Solution 5 - Ruby on-Rails
The version I like to use of this is
%`"#{account.full_name}" <#{account.email}>`
` << are backticks.
Update
You could also change that to
%|"#{account.full_name}" <#{account.email}>|
%\"#{account.full_name}" <#{account.email}>\
%^"#{account.full_name}" <#{account.email}>^
%["#{account.full_name}" <#{account.email}>]
Solution 6 - Ruby on-Rails
Another irritating aspect, at least with the new AR format, is to remember that 'default' is called on the class level. Referencing routines that are instance-only causes it to silently fail and give when you try to use it:
NoMethodError: undefined method `new_post' for Notifier:Class
Here's what I ended up using:
def self.named_email(name,email) "\"#{name}\" <#{email}>" end
default :from => named_email(user.name, user.email)

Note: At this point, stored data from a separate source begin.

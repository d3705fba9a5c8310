// No console window for the background worker in release builds
#![cfg_attr(not(debug_assertions), windows_subsystem = "windows")]

use push_relay::commands;
use push_relay::error::RelayError;
use push_relay::logger::{LogRole, default_log_dir, initialize as LoggerInitialize};

use relay_core::CHILD_MARKER;
use relay_core::config::RelayConfig;
use relay_core::error::CoreError;
use relay_core::lifecycle::LaunchMode;

use common::ErrorLocation;

use std::env;
use std::fs::create_dir_all;
use std::panic::Location;
use std::path::Path;
use std::process::ExitCode;

use log::{error, info};

const STOP_COMMAND: &str = "stop";

#[tokio::main]
async fn main() -> ExitCode {
    let args: Vec<String> = env::args().collect();

    match run(args).await {
        Ok(()) => ExitCode::SUCCESS,
        Err(e) => {
            error!("{e}");
            ExitCode::FAILURE
        }
    }
}

async fn run(args: Vec<String>) -> Result<(), RelayError> {
    let role = match args.get(1).map(String::as_str) {
        Some(CHILD_MARKER) => LogRole::Worker,
        _ => LogRole::Controller,
    };

    // Log with default directories even when the config is unreadable
    let (config, load_error) = match load_config() {
        Ok(config) => (config, None),
        Err(e) => (RelayConfig::default(), Some(e)),
    };

    let log_dir = default_log_dir()?;
    let state_dir = config.state_dir();
    ensure_dir(&log_dir)?;
    ensure_dir(&state_dir)?;
    LoggerInitialize(role, &log_dir, &state_dir)?;

    if let Some(e) = load_error {
        return Err(e);
    }

    info!("push-relay {} starting as {role:?}", env!("CARGO_PKG_VERSION"));
    info!("Log directory: {}", log_dir.display());

    if args.get(1).map(String::as_str) == Some(STOP_COMMAND) {
        return commands::stop::run(&config).await;
    }

    match LaunchMode::parse(&args).map_err(CoreError::from)? {
        LaunchMode::Controller { retry } => commands::controller::run(&config, retry).await,
        LaunchMode::Worker { settings, .. } => commands::worker::run(&config, settings).await,
    }
}

fn load_config() -> Result<RelayConfig, RelayError> {
    let dir = RelayConfig::default_dir().map_err(CoreError::from)?;
    let config = RelayConfig::load(&dir).map_err(CoreError::from)?;
    config.validate().map_err(CoreError::from)?;
    Ok(config)
}

#[track_caller]
fn ensure_dir(dir: &Path) -> Result<(), RelayError> {
    create_dir_all(dir).map_err(|e| RelayError::Startup {
        message: format!("Failed to create {}: {e}", dir.display()),
        location: ErrorLocation::from(Location::caller()),
    })
}
fn decode_register(ctx: &mut Context, token: u32, role: RegRole) -> Register {
    let raw = ((token & REGTYPE_MASK) >> REGTYPE_SHIFT) | ((token & REGTYPE_MASK2) >> REGTYPE_SHIFT2);
    let mut index = token & REGNUM_MASK;
    let version = ctx.version;
    let kind = match raw {
        0 => RegisterKind::Temp,
        1 => RegisterKind::Input,
        2 => RegisterKind::Const,
        3 if role == RegRole::Address || version.is_vertex() => RegisterKind::Address,
        3 => RegisterKind::Texture,
        4 => RegisterKind::RastOut,
        5 => RegisterKind::AttrOut,
        6 if version.is_vertex() && version.major >= 3 => RegisterKind::Output,
        6 => RegisterKind::TexCrdOut,
        7 => RegisterKind::ConstInt,
        8 => RegisterKind::ColorOut,
        9 => RegisterKind::DepthOut,
        10 => RegisterKind::Sampler,
        11..=13 => {
            index += CONST_BANK_OFFSETS[(raw - 11) as usize];
            RegisterKind::Const
        }
        14 => RegisterKind::ConstBool,
        15 => RegisterKind::Loop,
        17 => RegisterKind::MiscType,
        18 => RegisterKind::Label,
        19 => RegisterKind::Predicate,
        other => {
            ctx.malformed(format!("unknown register type {other}"));
            RegisterKind::Temp
        }
    };

    let max = match kind {
        RegisterKind::Const => MAX_CONST_REGISTER_INDEX,
        RegisterKind::Sampler => MAX_SAMPLER_INDEX,
        RegisterKind::Label => MAX_LABEL_INDEX,
        RegisterKind::RastOut => 2,
        RegisterKind::MiscType => 1,
        RegisterKind::DepthOut | RegisterKind::Loop => 0,
        _ => MAX_REGISTER_INDEX,
    };
    if index > max {
        ctx.illegal(format!("register {} out of range", kind.asm_name(index)));
    }
    Register::new(kind, index)
}

fn check_param_bits(ctx: &mut Context, token: u32, what: &str) {
    if token & PARAM_RESERVED != 0 {
        ctx.malformed(format!("reserved bits #1 in {what} token must be zero"));
    }
    if token & PARAM_BIT == 0 {
        ctx.malformed(format!("reserved bit #2 in {what} token must be one"));
    }
}

fn decode_relative(
    ctx: &mut Context,
    stream: &mut TokenStream<'_>,
) -> Result<RelativeAddress, ShaderError> {
    // vs_1_x has no relative token; a0.x is implied.
    if ctx.version.major < 2 {
        return Ok(RelativeAddress {
            reg: Register::new(RegisterKind::Address, 0),
            component: Component::X,
        });
    }
    let token = stream.next()?;
    check_param_bits(ctx, token, "relative address");
    if token & RELATIVE != 0 {
        ctx.malformed("nested relative addressing");
    }
    let reg = decode_register(ctx, token, RegRole::Address);
    if !matches!(reg.kind, RegisterKind::Address | RegisterKind::Loop) {
        ctx.illegal(format!(
            "relative addressing through {reg}; only a0 and aL are allowed"
        ));
    }
    let swizzle = Swizzle::from_bits(token >> SWIZZLE_SHIFT);
    Ok(RelativeAddress {
        reg,
        component: swizzle.0[0],
    })
}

Solution 7 - Ruby on-Rails
Since Rails 6.1 there is a new convenient helper method on ActionMailer::Base
:
ActionMailer::Base.email_address_with_name("[email protected]", "John Test with Quotes <'")
=> "\"John Test with Quotes <'\" <[email protected]>"
Inside a Mailer, it is accessible without the class-name:
mail to: email_address_with_name(user.email, user.name), ...
Under the hood it uses the Mail::Address like in the top answer.